Pretty simple measures right? Exercise, socialize more, avoid a trouble spot, go to bed at a reasonable hour, and put God first.
So far, in the past two weeks, implementing this plan has gone fairly easily. The job that caused me anguish is over. The temp agency wanted me to go back to it, but I refused. After nearly two weeks of looking for work, I may have found my best job yet! So things are looking up. And, no, so far haven't found it hard to stop drinking my beloved Budweisers, which I still site as my nectar of the gods. Lately however:
When here I typically get either two hotdogs or corndogs and the crinkle fries
- The local hamburger joint "Cookout" has replaced Buffalo Wild Wings
- Watermelon shakes from Cookout has replaced Budweiser as my guilty pleasure drink.
The people at AA have showered me with reading material too. I have the AA book, which is really boring to read. And I have a LIVING SOBER book that I'm excited to read.
Not sure what's next for me, but my membership at the local Kingsport YMCA has a been a godsend. Having a blast running on the treadmill, working out on their machines, and cooling down afterwards with swims in their swimming pool. The cost is $58 a month, but it's well worth it. They even have a workout machine designed to tone your butt. I love the butt machine -- so lookout Kim Kardashian 'cuz you have some competition for best butt--by E.C. Henry no less!
That's me at the YMCA after a workout, Tuesday, July 19, 2022: still listening to Taylor Swift music, btw :)

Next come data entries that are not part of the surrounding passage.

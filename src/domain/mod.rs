//! Domain layer - Core business logic
//!
//! Contains value objects, entities, and domain errors.
//! This layer has no dependencies on external systems.

pub mod backend;
pub mod config;
pub mod error;
pub mod media;
pub mod recording;

// Re-export common types
pub use backend::{BackendCapabilities, BackendKind, BackendShape, OutputKind};
pub use config::AppConfig;
pub use error::*;
pub use recording::{CaptureRequest, Duration, RecordingSession, RecordingState, RecordingStatus};
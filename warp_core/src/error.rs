//! Error types for the Warp observation core.

use crate::entity::{EntityError, EntityId};
use crate::render::RenderError;
use thiserror::Error;

/// Errors raised by the universe controller and its history buffer.
///
/// Missing history or a missing entity in a historical frame is *not* an
/// error: observation queries silently omit such entities.
#[derive(Debug, Error)]
pub enum WarpError {
    /// Non-positive radius, speed, tick rate or capacity at construction.
    #[error("Invalid configuration: {0}")]
    InvalidConfiguration(String),

    /// Spawn request for a kind that was never registered.
    #[error("Unknown entity kind: {0}")]
    UnknownEntityKind(String),

    /// An entity behaviour hook failed; the rest of the tick was aborted.
    #[error("Entity {id} failed to update: {source}")]
    EntityUpdateFailure {
        /// Entity whose hook failed
        id: EntityId,
        /// Error reported by the hook
        #[source]
        source: EntityError,
    },

    /// A frame was pushed with a tick not newer than the latest stored one.
    #[error("Frame for tick {tick} pushed after tick {latest}")]
    FrameOutOfOrder {
        /// Tick of the rejected frame
        tick: u64,
        /// Latest tick already stored
        latest: u64,
    },

    /// A render hook failed while drawing an observed snapshot.
    #[error("Entity {id} failed to render: {source}")]
    Render {
        /// Entity whose snapshot failed to draw
        id: EntityId,
        /// Error reported by the render hook
        #[source]
        source: RenderError,
    },
}

impl WarpError {
    /// Creates an invalid configuration error.
    pub fn invalid(msg: impl Into<String>) -> Self {
        Self::InvalidConfiguration(msg.into())
    }

    /// Creates an unknown kind error.
    pub fn unknown_kind(kind: impl Into<String>) -> Self {
        Self::UnknownEntityKind(kind.into())
    }
}

/// Convenience alias used across the crate.
pub type Result<T> = std::result::Result<T, WarpError>;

Rehab and recovery. May as well have fun with it. Time to reprogram my head and learn to have fun being sober. Time to make some friends, and stop being self-destructive. This was a gentle, wake-up call. Thank God it didn't take a DUI or something of that sort. I didn't have health insurance when I went through this, as I was trying to cut corners given my job through a temp agency. So I have that to contend with. BUT I did apply for financial aid at the hospital where I was, which I was directed to do by my councilors at detox.
Writing wise I'm still struggling to get Thars rolling once again. Think the key is to just be diligent, and stick with it until "the flow" comes back. At least now I'm writing TOTALLY SOBER. Not mixing alcohol with anything, which was something that I was doing on a more and more frequent basis before that July 4th intervention. Independence Day indeed! I'm well on my way to maturing and being a more well-rounded and God-centered person. Praise you, Jesus!